▶ [What you need to do] Below are records. Find each line in them that holds the word "parser" and copy it.

Stored items:
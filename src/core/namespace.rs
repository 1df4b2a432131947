//! Namespace detection
//!
//! Decides whether a template's concatenated literal markup must be
//! parsed as SVG or as HTML. The decision is made once per compiled
//! template and is best-effort by design: the first element name settles
//! most cases, and the handful of tag names that exist in both
//! vocabularies are disambiguated by attempting a strict XML parse and
//! then checking for an embedded svg root.

use crate::core::scanner::Scanner;
use crate::dom::parser::{self, Syntax};
use crate::Error;

/// Markup vocabulary of a compiled template
#[derive(Debug, Clone, Copy, PartialEq, Eq)]
pub enum Namespace {
    Html,
    Svg,
}

/// Tag names that exist only in the SVG vocabulary
const SVG_ONLY_TAGS: &[&str] = &[
    "circle",
    "clipPath",
    "defs",
    "desc",
    "ellipse",
    "foreignObject",
    "g",
    "line",
    "linearGradient",
    "marker",
    "mask",
    "path",
    "pattern",
    "polygon",
    "polyline",
    "radialGradient",
    "rect",
    "stop",
    "symbol",
    "text",
    "textPath",
    "tspan",
    "use",
];

/// Tag names that exist in both vocabularies
const AMBIGUOUS_TAGS: &[&str] = &["a", "font", "script", "style", "svg", "title"];

impl Namespace {
    /// Detect the vocabulary of the given markup (placeholders elided)
    ///
    /// Errors with [`Error::MalformedMarkup`] when a `<` opens no
    /// element name.
    pub fn detect(markup: &str) -> Result<Namespace, Error> {
        let mut scanner = Scanner::new(markup.as_bytes());
        let Some(lt) = scanner.find_byte(b'<') else {
            return Ok(Namespace::Html);
        };
        scanner.set_position(lt + 1);
        let name = match scanner.read_name() {
            Some(bytes) => std::str::from_utf8(bytes).unwrap_or(""),
            None => return Err(Error::MalformedMarkup { position: lt }),
        };

        if SVG_ONLY_TAGS.contains(&name) {
            log::debug!("namespace: svg (first element <{}>)", name);
            return Ok(Namespace::Svg);
        }
        if !AMBIGUOUS_TAGS.contains(&name) {
            return Ok(Namespace::Html);
        }

        // The name exists in both vocabularies. If the markup is not
        // well-formed XML it was written for a forgiving HTML parse; if
        // it is, a nested svg root reveals HTML-with-embedded-SVG.
        if parser::parse(markup, Syntax::Strict).is_err() {
            log::debug!("namespace: html (<{}> ambiguous, not well-formed XML)", name);
            return Ok(Namespace::Html);
        }
        let doc = match parser::parse(markup, Syntax::Lenient) {
            Ok(doc) => doc,
            Err(_) => return Ok(Namespace::Html),
        };
        let has_svg_root = doc
            .descendants(doc.root())
            .any(|id| doc.tag_name(id) == Some("svg"));
        let ns = if has_svg_root {
            Namespace::Html
        } else {
            Namespace::Svg
        };
        log::debug!("namespace: {:?} (<{}> ambiguous, well-formed XML)", ns, name);
        Ok(ns)
    }
}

▶ [Task result]
use crate::dom::parser::{self, Syntax};
        if parser::parse(markup, Syntax::Strict).is_err() {
        let doc = match parser::parse(markup, Syntax::Lenient) {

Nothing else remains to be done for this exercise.